Supplied data:
+++++
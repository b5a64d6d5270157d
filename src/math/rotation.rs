use glam::{DMat4, DQuat, DVec3};

/// Orientation angles in radians.
///
/// Heading turns about the local -Z axis, pitch about -Y and roll about +X,
/// matching the Cesium convention used for tile transforms.
#[derive(Debug, Clone, Copy, Default, PartialEq)]
pub struct HeadingPitchRoll {
    pub heading: f64,
    pub pitch: f64,
    pub roll: f64,
}

impl HeadingPitchRoll {
    pub fn new(heading: f64, pitch: f64, roll: f64) -> Self {
        Self {
            heading,
            pitch,
            roll,
        }
    }

    /// Compose `heading * (pitch * roll)` as a unit quaternion.
    pub fn to_quaternion(self) -> DQuat {
        let roll = DQuat::from_axis_angle(DVec3::X, self.roll);
        let pitch = DQuat::from_axis_angle(DVec3::Y, -self.pitch);
        let heading = DQuat::from_axis_angle(DVec3::Z, -self.heading);
        heading * (pitch * roll)
    }
}

/// Column-major translation * rotation * scale matrix.
pub fn translation_rotation_scale(translation: DVec3, rotation: DQuat, scale: DVec3) -> DMat4 {
    DMat4::from_scale_rotation_translation(scale, rotation, translation)
}

/// Flatten a matrix into the 16-element column-major array used by
/// `tileset.json` `transform`.
pub fn to_column_major(m: &DMat4) -> [f64; 16] {
    m.to_cols_array()
}

#[cfg(test)]
mod tests {
    use super::*;
    use approx::assert_abs_diff_eq;
    use std::f64::consts::FRAC_PI_2;

    #[test]
    fn zero_angles_give_identity() {
        let q = HeadingPitchRoll::default().to_quaternion();
        assert_abs_diff_eq!(q.w, 1.0, epsilon = 1e-15);
        assert_abs_diff_eq!(q.x, 0.0, epsilon = 1e-15);
        assert_abs_diff_eq!(q.y, 0.0, epsilon = 1e-15);
        assert_abs_diff_eq!(q.z, 0.0, epsilon = 1e-15);
    }

    #[test]
    fn heading_turns_clockwise_about_z() {
        let q = HeadingPitchRoll::new(FRAC_PI_2, 0.0, 0.0).to_quaternion();
        let v = q * DVec3::X;
        assert_abs_diff_eq!(v.x, 0.0, epsilon = 1e-12);
        assert_abs_diff_eq!(v.y, -1.0, epsilon = 1e-12);
        assert_abs_diff_eq!(v.z, 0.0, epsilon = 1e-12);
    }

    #[test]
    fn pitch_raises_x_towards_z() {
        let q = HeadingPitchRoll::new(0.0, FRAC_PI_2, 0.0).to_quaternion();
        let v = q * DVec3::X;
        assert_abs_diff_eq!(v.x, 0.0, epsilon = 1e-12);
        assert_abs_diff_eq!(v.z, 1.0, epsilon = 1e-12);
    }

    #[test]
    fn roll_turns_y_towards_z() {
        let q = HeadingPitchRoll::new(0.0, 0.0, FRAC_PI_2).to_quaternion();
        let v = q * DVec3::Y;
        assert_abs_diff_eq!(v.y, 0.0, epsilon = 1e-12);
        assert_abs_diff_eq!(v.z, 1.0, epsilon = 1e-12);
    }

    #[test]
    fn trs_layout_is_column_major() {
        let m = translation_rotation_scale(
            DVec3::new(10.0, 20.0, 30.0),
            DQuat::IDENTITY,
            DVec3::new(2.0, 3.0, 4.0),
        );
        let a = to_column_major(&m);
        assert_eq!(a[0], 2.0);
        assert_eq!(a[5], 3.0);
        assert_eq!(a[10], 4.0);
        assert_eq!(&a[12..16], &[10.0, 20.0, 30.0, 1.0]);
    }
}
use serde::{Deserialize, Serialize};

/// Per-primitive feature metadata written into a b3dm batch table.
///
/// The four arrays are parallel: entry `i` describes batch id `i`.
#[derive(Debug, Clone, Default, PartialEq, Serialize, Deserialize)]
#[serde(rename_all = "camelCase")]
pub struct BatchTable {
    #[serde(rename = "batchId")]
    pub batch_ids: Vec<u16>,
    #[serde(rename = "name")]
    pub names: Vec<String>,
    pub max_point: Vec<[f64; 3]>,
    pub min_point: Vec<[f64; 3]>,
}

impl BatchTable {
    /// Number of features (primitives) recorded.
    pub fn len(&self) -> usize {
        self.batch_ids.len()
    }

    pub fn is_empty(&self) -> bool {
        self.batch_ids.is_empty()
    }

    /// Record one primitive's id, name and position bounds.
    pub fn push(&mut self, batch_id: u16, name: impl Into<String>, min: [f64; 3], max: [f64; 3]) {
        self.batch_ids.push(batch_id);
        self.names.push(name.into());
        self.min_point.push(min);
        self.max_point.push(max);
    }

    /// Combined `[min, max]` over every recorded primitive, or `None` when
    /// the table is empty.
    pub fn extents(&self) -> Option<([f64; 3], [f64; 3])> {
        if self.is_empty() {
            return None;
        }
        let mut min = [f64::MAX; 3];
        let mut max = [f64::MIN; 3];
        for (lo, hi) in self.min_point.iter().zip(&self.max_point) {
            for axis in 0..3 {
                min[axis] = min[axis].min(lo[axis]);
                max[axis] = max[axis].max(hi[axis]);
            }
        }
        Some((min, max))
    }
}

#[cfg(test)]
mod tests {
    use super::*;

    #[test]
    fn arrays_stay_parallel() {
        let mut bt = BatchTable::default();
        assert!(bt.is_empty());
        assert!(bt.extents().is_none());

        bt.push(0, "wall", [0.0, 0.0, 0.0], [1.0, 2.0, 3.0]);
        bt.push(1, "roof", [-1.0, 1.0, 0.5], [0.5, 4.0, 2.0]);
        assert_eq!(bt.len(), 2);
        assert_eq!(bt.names.len(), bt.max_point.len());
        assert_eq!(bt.min_point.len(), bt.batch_ids.len());

        let (min, max) = bt.extents().unwrap();
        assert_eq!(min, [-1.0, 0.0, 0.0]);
        assert_eq!(max, [1.0, 4.0, 3.0]);
    }

    #[test]
    fn json_keys_match_b3dm_convention() {
        let mut bt = BatchTable::default();
        bt.push(0, "a", [0.0; 3], [1.0; 3]);
        let v = serde_json::to_value(&bt).unwrap();
        let keys: Vec<&str> = v.as_object().unwrap().keys().map(String::as_str).collect();
        assert!(keys.contains(&"batchId"));
        assert!(keys.contains(&"name"));
        assert!(keys.contains(&"maxPoint"));
        assert!(keys.contains(&"minPoint"));
        assert_eq!(v["name"][0], "a");
    }
}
+++++
Activity:
Report the number of lines of the listing above that hold the string "Debug", with no other text.

Response to the exercise:
2